Thursday, February 8, 2018
By Paul Martin

THE EU have admitted that a international financial crash could expose massive debt problems in some member states, they revealed in an economic forecast report.

Thu, Feb 8, 2018

Concerns of a global recession have grown in recent days after the Dow Jones plunged 1,600 points earlier this week and the Japanese stock market index, Nikkel, experienced its biggest one day move since the election of President Donald Trump one year ago.

In a bitter blow to Brussels, the EU Commission’s Winter 2018 Interim Economic Forecast warns that if a global financial crash does occur, it could cause put severe strain on countries with high levels of debt.

It warned that “the possibility of tighter global financial conditions as well as the potential of a sharp correction in financial markets” could because by “a faster than-expected tightening of US monetary policy” and cause problems for member states.

It added: “This could expose fragilities related to the debt overhang in a number of Member States.”

Greek debt soared after the 2008 economic meltdown when the EU was forced to bailout the country.
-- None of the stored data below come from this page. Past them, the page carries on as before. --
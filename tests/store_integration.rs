//! Integration tests for stored conversations.
//!
//! `ProcessTurnHandler` loads a conversation's form, runs one turn and
//! stores the result. These tests run the same conversation against the
//! in-memory and file-backed stores.

use std::sync::Arc;

use tempfile::TempDir;

use formflow::adapters::{FileFormStore, InMemoryFormStore, RecordingChannel};
use formflow::application::{
    EntityInput, FormDialog, ProcessTurnCommand, ProcessTurnError, ProcessTurnHandler,
    ProcessTurnResult,
};
use formflow::domain::form::{Choice, FieldBuilder, Form, FormState, StepPhase};
use formflow::domain::foundation::{ConversationId, FieldValue, FormData};
use formflow::ports::{FormStateStore, StoredForm};

// =============================================================================
// Test Infrastructure
// =============================================================================

fn form() -> Arc<Form> {
    Arc::new(
        Form::builder()
            .field(FieldBuilder::enumeration("Size").choices(["Large", "Small"].map(Choice::named)))
            .field(FieldBuilder::text("Name"))
            .build()
            .unwrap(),
    )
}

fn handler(store: Arc<dyn FormStateStore>) -> (ProcessTurnHandler, RecordingChannel) {
    let channel = RecordingChannel::new();
    let dialog = FormDialog::new(form(), Arc::new(channel.clone()));
    (ProcessTurnHandler::new(Arc::new(dialog), store), channel)
}

fn opening(id: ConversationId) -> ProcessTurnCommand {
    ProcessTurnCommand {
        conversation_id: id,
        text: None,
        entities: Vec::new(),
        data: FormData::new(),
    }
}

/// Runs a full conversation and checks what the store holds along the way.
async fn run_conversation(store: Arc<dyn FormStateStore>) {
    let (handler, channel) = handler(store.clone());
    let id = ConversationId::new();

    let result = handler.handle(opening(id)).await.unwrap();
    assert!(matches!(result, ProcessTurnResult::AwaitingInput { .. }));
    assert!(store.exists(id).await.unwrap());
    assert_eq!(channel.texts().await, vec!["Please select size: Large or Small"]);

    handler
        .handle(ProcessTurnCommand::message(id, "large"))
        .await
        .unwrap();
    let stored = store.load(id).await.unwrap();
    assert_eq!(stored.data.get("Size"), Some(&FieldValue::from("Large")));
    assert_eq!(stored.state.step, 1);
    assert_eq!(stored.state.phase(0), StepPhase::Completed);

    let result = handler
        .handle(ProcessTurnCommand::message(id, "Ann"))
        .await
        .unwrap();
    match result {
        ProcessTurnResult::Completed { data } => {
            assert_eq!(data.get("Name"), Some(&FieldValue::from("Ann")));
        }
        other => panic!("expected completion, got {other:?}"),
    }
    assert!(!store.exists(id).await.unwrap());
}

// =============================================================================
// Tests
// =============================================================================

#[tokio::test]
async fn conversation_runs_against_in_memory_store() {
    run_conversation(Arc::new(InMemoryFormStore::new())).await;
}

#[tokio::test]
async fn conversation_runs_against_file_store() {
    let dir = TempDir::new().unwrap();
    run_conversation(Arc::new(FileFormStore::new(dir.path()))).await;
}

#[tokio::test]
async fn conversation_resumes_with_a_new_handler() {
    let dir = TempDir::new().unwrap();
    let id = ConversationId::new();

    let (first, _) = handler(Arc::new(FileFormStore::new(dir.path())));
    first.handle(opening(id)).await.unwrap();
    first
        .handle(ProcessTurnCommand::message(id, "small"))
        .await
        .unwrap();
    drop(first);

    let (second, channel) = handler(Arc::new(FileFormStore::new(dir.path())));
    let result = second
        .handle(ProcessTurnCommand::message(id, "Bo"))
        .await
        .unwrap();

    match result {
        ProcessTurnResult::Completed { data } => {
            assert_eq!(data.get("Size"), Some(&FieldValue::from("Small")));
            assert_eq!(data.get("Name"), Some(&FieldValue::from("Bo")));
        }
        other => panic!("expected completion, got {other:?}"),
    }
    assert!(channel.texts().await.is_empty());
}

#[tokio::test]
async fn entities_are_applied_on_the_opening_turn() {
    let store = Arc::new(InMemoryFormStore::new());
    let (handler, channel) = handler(store.clone());
    let id = ConversationId::new();
    let command = ProcessTurnCommand {
        entities: vec![EntityInput::new("Size", "small")],
        ..opening(id)
    };

    handler.handle(command).await.unwrap();

    let stored = store.load(id).await.unwrap();
    assert_eq!(stored.data.get("Size"), Some(&FieldValue::from("Small")));
    assert_eq!(channel.texts().await, vec!["Please enter name"]);
}

#[tokio::test]
async fn quitting_removes_the_stored_form() {
    let store = Arc::new(InMemoryFormStore::new());
    let (handler, _) = handler(store.clone());
    let id = ConversationId::new();
    handler.handle(opening(id)).await.unwrap();

    let result = handler
        .handle(ProcessTurnCommand::message(id, "quit"))
        .await
        .unwrap();

    match result {
        ProcessTurnResult::Canceled(canceled) => {
            assert!(canceled.is_quit());
            assert_eq!(canceled.last_step, "Size");
        }
        other => panic!("expected cancellation, got {other:?}"),
    }
    assert!(store.is_empty().await);
}

#[tokio::test]
async fn stored_state_for_another_form_is_rejected() {
    let store = Arc::new(InMemoryFormStore::new());
    let id = ConversationId::new();
    store
        .save(id, &StoredForm::new(FormData::new(), FormState::new(7)))
        .await
        .unwrap();
    let (handler, _) = handler(store.clone());

    let result = handler
        .handle(ProcessTurnCommand::message(id, "large"))
        .await;

    assert!(matches!(result, Err(ProcessTurnError::State(_))));
    assert!(store.exists(id).await.unwrap());
}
Ever since then it has been desperately trying to pay back the EU loan while keep it’s economy afloat as the burden of its own national debt crushed its economy.

The crisis triggered a 26 per cent decline as Greece’s GDP fell from €242billion in 2008 to €179billion in 2014.
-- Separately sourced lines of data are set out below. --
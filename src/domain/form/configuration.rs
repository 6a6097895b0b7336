//! Form vocabulary: command terms, yes/no terms and prompt templates.
//!
//! Everything user-facing that the engine says or listens for is defined
//! here with English defaults. Hosts can override any part of it through
//! configuration; missing templates and commands fall back to the defaults.

use serde::{Deserialize, Serialize};
use std::collections::BTreeMap;

use super::command::FormCommand;

/// Where a template is used.
#[derive(Debug, Clone, Copy, PartialEq, Eq, Hash, PartialOrd, Ord, Serialize, Deserialize)]
#[serde(rename_all = "snake_case")]
pub enum TemplateUsage {
    Bool,
    BoolHelp,
    Clarify,
    CurrentChoice,
    DateTime,
    DateTimeHelp,
    Double,
    DoubleHelp,
    EnumSelectOne,
    EnumSelectMany,
    EnumOneHelp,
    EnumManyHelp,
    Feedback,
    Help,
    HelpClarify,
    HelpConfirm,
    HelpNavigation,
    Integer,
    IntegerHelp,
    Navigation,
    NavigationCommandHelp,
    NavigationFormat,
    NoPreference,
    NotUnderstood,
    StatusFormat,
    String,
    StringHelp,
    Unmatched,
    Unspecified,
}

impl TemplateUsage {
    /// Built-in English pattern for this usage.
    pub fn default_template(self) -> &'static str {
        match self {
            TemplateUsage::Bool => "Would you like {field}?",
            TemplateUsage::BoolHelp => "Please enter 'yes' or 'no'{current}.",
            TemplateUsage::Clarify => "By \"{input}\" {field} did you mean {choices}?",
            TemplateUsage::CurrentChoice => "Current choice",
            TemplateUsage::DateTime => "Please enter a date and time for {field}{current}",
            TemplateUsage::DateTimeHelp => {
                "Please enter a date or time like 'today', 'tomorrow' or '2026-07-03 18:30'{current}."
            }
            TemplateUsage::Double => "Please enter a number for {field}{current}",
            TemplateUsage::DoubleHelp => "Please enter a number{limits}{current}.",
            TemplateUsage::EnumSelectOne => "Please select {field}: {choices}{current}",
            TemplateUsage::EnumSelectMany => "Please select one or more {field}: {choices}{current}",
            TemplateUsage::EnumOneHelp => "You can enter {numbers}words from the descriptions ({choices}){current}.",
            TemplateUsage::EnumManyHelp => {
                "You can enter one or more selections, {numbers}words from the descriptions ({choices}){current}."
            }
            TemplateUsage::Feedback => "For {field} I understood {value}.{unmatched}",
            TemplateUsage::Help => "You are filling in the {field} field. Possible responses:\n{help}\n{commands}",
            TemplateUsage::HelpClarify => {
                "You are clarifying a {field} value. Possible responses:\n{help}\n{commands}"
            }
            TemplateUsage::HelpConfirm => "Please answer the question. Possible responses:\n{help}\n{commands}",
            TemplateUsage::HelpNavigation => {
                "Choose what field to change. Possible responses:\n{help}\n{commands}"
            }
            TemplateUsage::Integer => "Please enter a number for {field}{current}",
            TemplateUsage::IntegerHelp => "Please enter a whole number{limits}{current}.",
            TemplateUsage::Navigation => "What do you want to change?",
            TemplateUsage::NavigationCommandHelp => {
                "You can switch to another field by entering its name. ({fields})."
            }
            TemplateUsage::NavigationFormat => "{field}({value})",
            TemplateUsage::NoPreference => "No preference",
            TemplateUsage::NotUnderstood => "\"{input}\" is not a {field} option.",
            TemplateUsage::StatusFormat => "{field}: {value}",
            TemplateUsage::String => "Please enter {field}{current}",
            TemplateUsage::StringHelp => "You can enter anything (use \"'s to force string){current}.",
            TemplateUsage::Unmatched => " \"{input}\" is not an option.",
            TemplateUsage::Unspecified => "Unspecified",
        }
    }
}

/// Terms and help for one built-in command.
#[derive(Debug, Clone, PartialEq, Eq, Serialize, Deserialize)]
pub struct CommandDescription {
    /// Short label shown in command lists.
    pub description: String,
    /// Regex fragments that invoke the command.
    pub terms: Vec<String>,
    /// One line of help text.
    pub help: String,
}

impl CommandDescription {
    fn new(description: &str, terms: &[&str], help: &str) -> Self {
        Self {
            description: description.to_string(),
            terms: terms.iter().map(|term| term.to_string()).collect(),
            help: help.to_string(),
        }
    }

    /// Built-in English description for `command`.
    pub fn default_for(command: FormCommand) -> Self {
        match command {
            FormCommand::Backup => Self::new(
                "Back",
                &["backup", "go back", "back"],
                "Back: Go back to the previous question.",
            ),
            FormCommand::Help => Self::new(
                "Help",
                &[r"\?", "help", "choices"],
                "Help: Show the kinds of responses you can enter.",
            ),
            FormCommand::Quit => Self::new(
                "Quit",
                &["quit", "stop", "finish", "goodbye", "good bye"],
                "Quit: Quit the form without completing it.",
            ),
            FormCommand::Reset => Self::new(
                "Start over",
                &["start over", "reset", "clear"],
                "Reset: Start the form over.",
            ),
            FormCommand::Status => Self::new(
                "Status",
                &["status", "progress", "so far"],
                "Status: Show your progress in filling in the current form.",
            ),
        }
    }
}

/// The vocabulary a form speaks and listens with.
#[derive(Debug, Clone, PartialEq, Serialize, Deserialize)]
#[serde(default)]
pub struct FormConfiguration {
    pub commands: BTreeMap<FormCommand, CommandDescription>,
    pub yes: Vec<String>,
    pub no: Vec<String>,
    pub no_preference: Vec<String>,
    pub current_choice: Vec<String>,
    /// Overrides for the built-in templates.
    pub templates: BTreeMap<TemplateUsage, String>,
    pub choice_separator: String,
    pub choice_last_separator: String,
}

fn strings(values: &[&str]) -> Vec<String> {
    values.iter().map(|value| value.to_string()).collect()
}

impl Default for FormConfiguration {
    fn default() -> Self {
        Self {
            commands: FormCommand::ALL
                .iter()
                .map(|&command| (command, CommandDescription::default_for(command)))
                .collect(),
            yes: strings(&["yes", "y", "sure", "ok", "yep", "1"]),
            no: strings(&["no", "n", "nope", "2"]),
            no_preference: strings(&["none", "no preference", "i don'?t care"]),
            current_choice: strings(&["c", "current choice", "keep"]),
            templates: BTreeMap::new(),
            choice_separator: ", ".to_string(),
            choice_last_separator: " or ".to_string(),
        }
    }
}

impl FormConfiguration {
    pub fn template(&self, usage: TemplateUsage) -> &str {
        self.templates
            .get(&usage)
            .map(String::as_str)
            .unwrap_or_else(|| usage.default_template())
    }

    pub fn command(&self, command: FormCommand) -> CommandDescription {
        self.commands
            .get(&command)
            .cloned()
            .unwrap_or_else(|| CommandDescription::default_for(command))
    }

    /// Commands in declaration order, overrides applied.
    pub fn all_commands(&self) -> Vec<(FormCommand, CommandDescription)> {
        FormCommand::ALL
            .iter()
            .map(|&command| (command, self.command(command)))
            .collect()
    }

    /// Joins values with the configured separators.
    pub fn list<S: AsRef<str>>(&self, values: &[S]) -> String {
        crate::domain::recognition::language::build_list(
            values,
            &self.choice_separator,
            &self.choice_last_separator,
        )
    }
}

/// Behavior switches for a form.
#[derive(Debug, Clone, Copy, Default, PartialEq, Eq, Serialize, Deserialize)]
#[serde(default)]
pub struct FormOptions {
    /// Send the first prompt as soon as the form starts.
    pub prompt_in_start: bool,
    /// Prompt for fields even when they already hold a valid value.
    pub prompt_fields_with_values: bool,
}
The unemployment rate rose from below 10 per cent in 2009 to around 25 per cent in 2015.

By the third quarter of last year, Greece’s public debt totalled €313.5billion or 177.4 percent of the country’s GDP.

Another global crash would be in danger of crippling Greece which has highest public debt in the EU.
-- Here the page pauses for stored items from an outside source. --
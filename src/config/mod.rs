//! Application configuration module
//!
//! This module provides type-safe configuration loading using the `config`
//! and `dotenvy` crates. Values come from an optional `formflow.toml` file
//! and from environment variables with the `FORMFLOW` prefix, where nested
//! values use double underscores as separators.
//!
//! # Example
//!
//! ```no_run
//! use formflow::config::AppConfig;
//!
//! let config = AppConfig::load().expect("Failed to load configuration");
//! config.validate().expect("Invalid configuration");
//!
//! println!("Storing forms in {:?}", config.storage.backend);
//! ```

mod error;
mod logging;
mod storage;

pub use error::{ConfigError, ValidationError};
pub use logging::LoggingConfig;
pub use storage::{StorageBackend, StorageConfig};

use serde::Deserialize;

use crate::domain::form::{FormConfiguration, FormOptions};

/// Environment variable naming the configuration file
pub const CONFIG_FILE_ENV: &str = "FORMFLOW_CONFIG";

const DEFAULT_CONFIG_FILE: &str = "formflow";

/// Root application configuration
#[derive(Debug, Clone, Default, Deserialize)]
pub struct AppConfig {
    /// Vocabulary and templates the forms speak with
    #[serde(default)]
    pub form: FormConfiguration,

    /// Form behavior switches
    #[serde(default)]
    pub options: FormOptions,

    #[serde(default)]
    pub storage: StorageConfig,

    #[serde(default)]
    pub logging: LoggingConfig,
}

impl AppConfig {
    /// Load configuration from file and environment variables
    ///
    /// This function:
    /// 1. Loads `.env` file if present (for development)
    /// 2. Reads `formflow.toml` (or the file named by `FORMFLOW_CONFIG`) if present
    /// 3. Reads environment variables with `FORMFLOW` prefix
    /// 4. Uses `__` (double underscore) to separate nested values
    ///
    /// # Environment Variable Format
    ///
    /// - `FORMFLOW__STORAGE__BACKEND=file` -> `storage.backend = file`
    /// - `FORMFLOW__OPTIONS__PROMPT_IN_START=true` -> `options.prompt_in_start = true`
    ///
    /// # Errors
    ///
    /// Returns `ConfigError` if a source cannot be read or values cannot be
    /// parsed into the expected types.
    pub fn load() -> Result<Self, ConfigError> {
        // Load .env file if present (development)
        dotenvy::dotenv().ok();

        let file = std::env::var(CONFIG_FILE_ENV).unwrap_or_else(|_| DEFAULT_CONFIG_FILE.to_string());

        let config = config::Config::builder()
            .add_source(config::File::with_name(&file).required(false))
            .add_source(
                config::Environment::default()
                    .prefix("FORMFLOW")
                    .separator("__"),
            )
            .build()?
            .try_deserialize()?;

        Ok(config)
    }

    /// Validate all configuration values
    ///
    /// Checks that yes/no vocabularies are present and compile as patterns,
    /// that template overrides are not empty, and that the storage and
    /// logging sections are usable.
    ///
    /// # Errors
    ///
    /// Returns `ValidationError` if any configuration value is invalid.
    pub fn validate(&self) -> Result<(), ValidationError> {
        validate_terms("yes", &self.form.yes)?;
        validate_terms("no", &self.form.no)?;
        validate_terms("no preference", &self.form.no_preference)?;
        for command in self.form.commands.values() {
            validate_terms("a command", &command.terms)?;
        }
        if let Some((usage, _)) = self
            .form
            .templates
            .iter()
            .find(|(_, template)| template.trim().is_empty())
        {
            return Err(ValidationError::EmptyTemplate(*usage));
        }
        self.storage.validate()?;
        self.logging.validate()?;
        Ok(())
    }
}

fn validate_terms(what: &'static str, terms: &[String]) -> Result<(), ValidationError> {
    if terms.is_empty() {
        return Err(ValidationError::EmptyTerms(what));
    }
    for term in terms {
        regex::Regex::new(term).map_err(|e| ValidationError::InvalidTerm {
            term: term.clone(),
            reason: e.to_string(),
        })?;
    }
    Ok(())
}

#[cfg(test)]
mod tests {
    use super::*;
    use crate::domain::form::TemplateUsage;
    use std::env;
    use std::io::Write;
    use std::sync::Mutex;

    // Mutex to ensure tests don't run in parallel (env vars are global)
    static ENV_MUTEX: Mutex<()> = Mutex::new(());

    /// Helper to clear environment variables after testing
    fn clear_env() {
        env::remove_var(CONFIG_FILE_ENV);
        env::remove_var("FORMFLOW__STORAGE__BACKEND");
        env::remove_var("FORMFLOW__STORAGE__PATH");
        env::remove_var("FORMFLOW__OPTIONS__PROMPT_IN_START");
        env::remove_var("FORMFLOW__LOGGING__JSON");
    }

    #[test]
    fn test_load_defaults() {
        let _guard = ENV_MUTEX.lock().unwrap();
        clear_env();
        env::set_var(CONFIG_FILE_ENV, "/nonexistent/formflow");
        let result = AppConfig::load();
        clear_env();

        let config = result.unwrap();
        assert_eq!(config.storage.backend, StorageBackend::Memory);
        assert!(!config.options.prompt_in_start);
        assert_eq!(config.form, FormConfiguration::default());
        assert!(config.validate().is_ok());
    }

    #[test]
    fn test_load_from_environment() {
        let _guard = ENV_MUTEX.lock().unwrap();
        env::set_var(CONFIG_FILE_ENV, "/nonexistent/formflow");
        env::set_var("FORMFLOW__STORAGE__BACKEND", "file");
        env::set_var("FORMFLOW__STORAGE__PATH", "/tmp/forms");
        env::set_var("FORMFLOW__OPTIONS__PROMPT_IN_START", "true");
        env::set_var("FORMFLOW__LOGGING__JSON", "true");
        let result = AppConfig::load();
        clear_env();

        let config = result.unwrap();
        assert_eq!(config.storage.backend, StorageBackend::File);
        assert_eq!(config.storage.path, std::path::PathBuf::from("/tmp/forms"));
        assert!(config.options.prompt_in_start);
        assert!(config.logging.json);
    }

    #[test]
    fn test_load_from_file() {
        let _guard = ENV_MUTEX.lock().unwrap();
        let mut file = tempfile::Builder::new().suffix(".toml").tempfile().unwrap();
        writeln!(
            file,
            r#"
[options]
prompt_fields_with_values = true

[form]
yes = ["yes", "yup"]

[form.templates]
not_understood = "Sorry, I don't know \"{{input}}\"."
"#
        )
        .unwrap();
        env::set_var(CONFIG_FILE_ENV, file.path());
        let result = AppConfig::load();
        clear_env();

        let config = result.unwrap();
        assert!(config.options.prompt_fields_with_values);
        assert_eq!(config.form.yes, vec!["yes", "yup"]);
        assert_eq!(config.form.no, FormConfiguration::default().no);
        assert_eq!(
            config.form.template(TemplateUsage::NotUnderstood),
            "Sorry, I don't know \"{input}\"."
        );
    }

    #[test]
    fn test_validate_rejects_empty_yes_terms() {
        let mut config = AppConfig::default();
        config.form.yes.clear();
        assert!(matches!(
            config.validate(),
            Err(ValidationError::EmptyTerms("yes"))
        ));
    }

    #[test]
    fn test_validate_rejects_bad_term_pattern() {
        let mut config = AppConfig::default();
        config.form.no.push("(unclosed".to_string());
        assert!(matches!(
            config.validate(),
            Err(ValidationError::InvalidTerm { .. })
        ));
    }

    #[test]
    fn test_validate_rejects_empty_template() {
        let mut config = AppConfig::default();
        config
            .form
            .templates
            .insert(TemplateUsage::Feedback, "  ".to_string());
        assert!(matches!(
            config.validate(),
            Err(ValidationError::EmptyTemplate(TemplateUsage::Feedback))
        ));
    }
}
Meanwhile, Italy and Portugal are among other member states which are in danger of an economic disaster if the stock markets collapse.

However, despite the potential of a n international economic downturn causing chaos across the EU, Brussels bureaucrats used the report to boast the positives surrounding the trade bloc’s future.

The EU’s GDP is expected to grow by 3.3 per cent in 2018 and two per cent in 2019.